Dr Peggy L. Carver
In residence at
Prof. Stéphane Petoud
Peggy Carver, Pharm.D., FCCP, FIDP is Associate Professor of Pharmacy in the Department of Clinical Sciences at the College of Pharmacy, and a Clinical Pharmacist in Infectious Diseases at the University of Michigan in Ann Arbor, Michigan. After completing her undergraduate degree in Biology at UCLA, she earned her Doctor of Pharmacy degree and served a residency at the University of California School of Pharmacy in San Francisco, California, followed by fellowship in Infectious Diseases at Hartford Hospital in Hartford, Connecticut. Dr. Carver is a recipient of the University of Michigan College of Pharmacy Teaching Excellence Award, and has been an invited presenter at numerous national and international medical meetings and continuing education conferences, and the recipient of several research awards, including ‘Top 20’ Article in Antimicrobial Stewardship, Outstanding Poster ESPEN 2010, Best Poster MAD 2007 Infectious Diseases Conference, and Best Poster Nominee at the ACCP Spring Meeting. She is a member of Rho Chi, a nominee for the UCSF Bowl of Hygeia Award, a fellow of the American College of Clinical Pharmacy, and has served as President, past President, President-Elect, and Board Member of the Society of Infectious Diseases Pharmacists and as Chair of the ASHP Specialty Practice Group in Infectious Diseases (SPG). She has consulted for, and served on the advisory boards of numerous drug companies involved in the development of antifungal drugs and diagnostics.
Dr. Carver's research focuses on the pharmacokinetics, pharmacodynamics, and drug interactions of antifungal agents and the role of metal ions in the development of infectious diseases. In addition, Dr. Carver is a clinical pharmacist in Infectious Diseases, with a specific expertise in fungal infections, who practices at the University of Michigan Health System (UMHS), working with the Adult Infectious Diseases Consult Service. The ID consult service advises on the diagnosis and treatment of fungal infections in a 990-bed hospital with extensive complex infectious diseases in patients in the intensive care units, oncology, bone marrow transplantation, and solid organ transplantation services. She has expertise in the design and human testing of novel imaging tools in a patient setting. Recent publications in the area of fungal infections, the use and clinical impact of rapid diagnostic testing in patients, and selection of antimicrobial activity.

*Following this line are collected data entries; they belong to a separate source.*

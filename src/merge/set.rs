use std::collections::BTreeMap;

use crate::value::AttributeValue;

/// No stable identity for set elements: drop unresolved ones and replace.
pub(super) fn merge(
    existing: &mut BTreeMap<String, AttributeValue>,
    key: &str,
    incoming: &AttributeValue,
) {
    let AttributeValue::Set { elem, items } = incoming else { return };
    let items = items.iter().filter(|v| v.is_known()).cloned().collect();
    existing.insert(key.to_string(), AttributeValue::Set { elem: elem.clone(), items });
}
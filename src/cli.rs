//! Minimal CLI over JSON files: validate | merge | guard
use std::path::{Path, PathBuf};

use anyhow::{Context, bail};
use clap::{Args, Parser, Subcommand};
use serde::de::DeserializeOwned;
use serde_json::{Value, json};

use crate::guard::{ImmutableKind, check_immutable};
use crate::merge::merge_into;
use crate::schema::SchemaOptions;
use crate::value::{AttributeType, AttributeValue};

// ————————————————————————————————————————————————————————————————————————————
// TYPES
// ————————————————————————————————————————————————————————————————————————————

/// check, merge and guard attribute-value trees stored as JSON
///
/// Types are read in their serde form (e.g. `{"object": {"name": "string"}}`);
/// values in plain JSON, with `{"$unknown": true}` for unknown values.
#[derive(Parser, Debug)]
#[command(name = "attr-schema")]
pub struct CommandLineInterface {
    #[command(subcommand)]
    cmd: Command,
}

#[derive(Subcommand, Debug)]
enum Command {
    /// type-check value files against an attribute type
    Validate(ValidateOut),
    /// deep-merge incoming trees into an existing one
    Merge(MergeOut),
    /// reject changes to immutable attributes between state and plan
    Guard(GuardOut),
}

#[derive(Args, Debug, Clone)]
struct SchemaSettings {
    /// attribute type file (`AttributeType` serde form, usually an object type)
    #[arg(long)]
    schema: PathBuf,
}

#[derive(clap::Parser, Debug)]
struct ValidateOut {
    #[command(flatten)]
    schema_settings: SchemaSettings,

    /// One or more inputs. May be literal paths or quoted glob patterns
    #[arg(long, short, num_args = 1.., required = true)]
    input: Vec<String>,

    /// output .json report (stdout if omitted)
    #[arg(short, long)]
    out: Option<PathBuf>,
}

#[derive(clap::Parser, Debug)]
struct MergeOut {
    #[command(flatten)]
    schema_settings: SchemaSettings,

    /// the tree merged into
    #[arg(long)]
    existing: PathBuf,

    /// incoming trees, applied in order. May be quoted glob patterns
    #[arg(long, short, num_args = 1.., required = true)]
    input: Vec<String>,

    /// output .json file (stdout if omitted)
    #[arg(short, long)]
    out: Option<PathBuf>,
}

#[derive(clap::Parser, Debug)]
struct GuardOut {
    #[command(flatten)]
    schema_settings: SchemaSettings,

    /// `SchemaOptions` file; its `immutable` list names the guarded attributes
    #[arg(long)]
    options: Option<PathBuf>,

    /// guarded attribute, in addition to those in `--options`
    #[arg(long = "immutable")]
    immutable: Vec<String>,

    /// prior state (omit on create)
    #[arg(long)]
    state: Option<PathBuf>,

    /// planned state (omit on destroy)
    #[arg(long)]
    plan: Option<PathBuf>,

    /// configuration (defaults to the plan)
    #[arg(long)]
    config: Option<PathBuf>,

    /// output .json report (stdout if omitted)
    #[arg(short, long)]
    out: Option<PathBuf>,
}

// ————————————————————————————————————————————————————————————————————————————
// IMPLEMENTATION
// ————————————————————————————————————————————————————————————————————————————

impl SchemaSettings {
    fn load(&self) -> anyhow::Result<AttributeType> {
        read_json_file(&self.schema).context("failed to load attribute type")
    }
}

impl CommandLineInterface {
    pub fn load() -> Self {
        Self::parse()
    }

    pub fn run(&self) -> anyhow::Result<()> {
        match &self.cmd {
            Command::Validate(target) => target.run(),
            Command::Merge(target) => target.run(),
            Command::Guard(target) => target.run(),
        }
    }
}

impl ValidateOut {
    fn run(&self) -> anyhow::Result<()> {
        let ty = self.schema_settings.load()?;
        let mut failures = 0usize;
        let mut report = Vec::new();
        for source_path in resolve_file_path_patterns(&self.input)? {
            let json: Value = read_json_file(&source_path)?;
            let file = source_path.display().to_string();
            let entry = match AttributeValue::from_json(&json, &ty) {
                Ok(_) => json!({"file": file, "valid": true}),
                Err(error) => {
                    failures += 1;
                    tracing::error!(file = %file, "{error}");
                    json!({"file": file, "valid": false, "error": error.to_string()})
                }
            };
            report.push(entry);
        }
        write_output(self.out.as_deref(), &Value::Array(report))?;
        if failures > 0 {
            bail!("{failures} file(s) do not conform to {ty}");
        }
        Ok(())
    }
}

impl MergeOut {
    fn run(&self) -> anyhow::Result<()> {
        let ty = self.schema_settings.load()?;
        let mut merged = read_value(&self.existing, &ty)?;
        for source_path in resolve_file_path_patterns(&self.input)? {
            let incoming = read_value(&source_path, &ty)?;
            merge_into(&mut merged, &incoming);
        }
        write_output(self.out.as_deref(), &merged.to_json())
    }
}

impl GuardOut {
    fn run(&self) -> anyhow::Result<()> {
        let ty = self.schema_settings.load()?;
        let Some(object) = ty.as_object() else {
            bail!("guard expects an object type, found {ty}");
        };
        let mut names = match &self.options {
            Some(path) => {
                read_json_file::<SchemaOptions>(path)
                    .context("failed to load schema options")?
                    .immutable
            }
            None => Vec::new(),
        };
        names.extend(self.immutable.iter().cloned());

        let mut guarded = Vec::with_capacity(names.len());
        for name in &names {
            let attr_ty = object
                .get(name)
                .with_context(|| format!("`{name}` is not declared by the schema"))?;
            let kind = ImmutableKind::for_type(attr_ty)
                .with_context(|| format!("`{name}`: immutability is not supported for {attr_ty}"))?;
            guarded.push((name.as_str(), kind));
        }

        let state = self.state.as_deref().map(|p| read_value(p, &ty)).transpose()?;
        let plan = self.plan.as_deref().map(|p| read_value(p, &ty)).transpose()?;
        let config = match self.config.as_deref() {
            Some(p) => Some(read_value(p, &ty)?),
            None => plan.clone(),
        };
        let violations = check_immutable(guarded, state.as_ref(), plan.as_ref(), config.as_ref());

        let report: Vec<Value> = violations
            .iter()
            .map(|v| {
                json!({
                    "path": v.path.to_string(),
                    "summary": v.summary,
                    "detail": v.detail,
                    "current": v.current,
                    "attempted": v.attempted,
                })
            })
            .collect();
        write_output(self.out.as_deref(), &Value::Array(report))?;
        if !violations.is_empty() {
            bail!("{} immutable attribute(s) changed", violations.len());
        }
        Ok(())
    }
}

// ————————————————————————————————————————————————————————————————————————————
// INTERNAL HELPERS
// ————————————————————————————————————————————————————————————————————————————

fn read_json_file<T: DeserializeOwned>(path: &Path) -> anyhow::Result<T> {
    let source = std::fs::read_to_string(path)
        .with_context(|| format!("failed to read source file: {}", path.display()))?;
    crate::path::from_str_with_path(&source)
        .with_context(|| format!("failed to parse JSON source file ({})", path.display()))
}

fn read_value(path: &Path, ty: &AttributeType) -> anyhow::Result<AttributeValue> {
    let json: Value = read_json_file(path)?;
    AttributeValue::from_json(&json, ty)
        .with_context(|| format!("{} does not conform to {ty}", path.display()))
}

fn write_output(out: Option<&Path>, value: &Value) -> anyhow::Result<()> {
    let rendered = serde_json::to_string_pretty(value)?;
    match out {
        Some(out) => {
            if let Some(parent) = out.parent() {
                std::fs::create_dir_all(parent)?;
            }
            std::fs::write(out, &rendered)
                .with_context(|| format!("failed to write {}", out.display()))?;
        }
        None => println!("{rendered}"),
    }
    Ok(())
}

fn resolve_file_path_patterns<I>(patterns: I) -> anyhow::Result<Vec<PathBuf>>
where
    I: IntoIterator,
    I::Item: AsRef<str>,
{
    fn has_glob_chars(s: &str) -> bool {
        s.bytes().any(|b| matches!(b, b'*' | b'?' | b'['))
    }

    let mut out = Vec::<PathBuf>::new();

    for raw in patterns {
        let pattern = raw.as_ref();

        if has_glob_chars(pattern) {
            let before = out.len();
            for entry in glob::glob(pattern)? {
                out.push(entry?);
            }
            if out.len() == before {
                bail!("glob pattern matched no files: {pattern}");
            }
        } else {
            out.push(PathBuf::from(pattern));
        }
    }

    Ok(out)
}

There is an urgent need for novel, non-invasive, highly sensitive and specific methods for the early diagnosis of invasive bacterial and fungal infections. Early diagnosis and implementation of appropriate antimicrobial therapy are key factors determining patient survival. Although a number of tests and techniques are currently used in clinical practice, they lack sufficient sensitivity and/or specificity; thus, the diagnosis of infections remains highly challenging. Differentiation of pathogenic species is crucial as the optimal antimicrobial therapy differs for each pathogen. The development of novel, non-invasive, in vivo imaging agents that provide more sensitive and specific methods for early diagnosis of infections is of vital importance. A combination of NIR-emitting Ln-based metallacrowns with artificial siderophores or other ligands which are known to promote uptake by specific bacteria should allow to meet the existing challenges and achieve highly sensitive, non-invasive and selective detection of invasive fungal infections.
Dr. Carver has expertise in the design and human testing of any novel imaging tools in a patient setting. As a clinical pharmacist in infectious diseases, she has specific expertise in fungal and severe bacterial infections, and at the University of Michigan College of Pharmacy, there are approved animal facilities in which diagnostics can be tested, a microbiology laboratory where pathogens can be stored, grown, and tested. The University of Michigan Health System has a clinical microbiology laboratory which services the state of Michigan and neighboring states with 3 hospitals, 40 outpatient locations with more than 120 clinics, and extensive home care operation which handle 1.9 million visits, more than 45,000 hospital stays in 990 beds. A wide range of immunocompromised patients are seen each year, in the medical and surgical intensive care units, in the hematology-oncology program, and in those undergoing solid organ or hematopoietic stem cell transplantation. Dr. Carver has an extensive experience in clinical trials in humans, and in the area of the laboratory diagnosis and treatment of fungal infections in the immunocompromised host.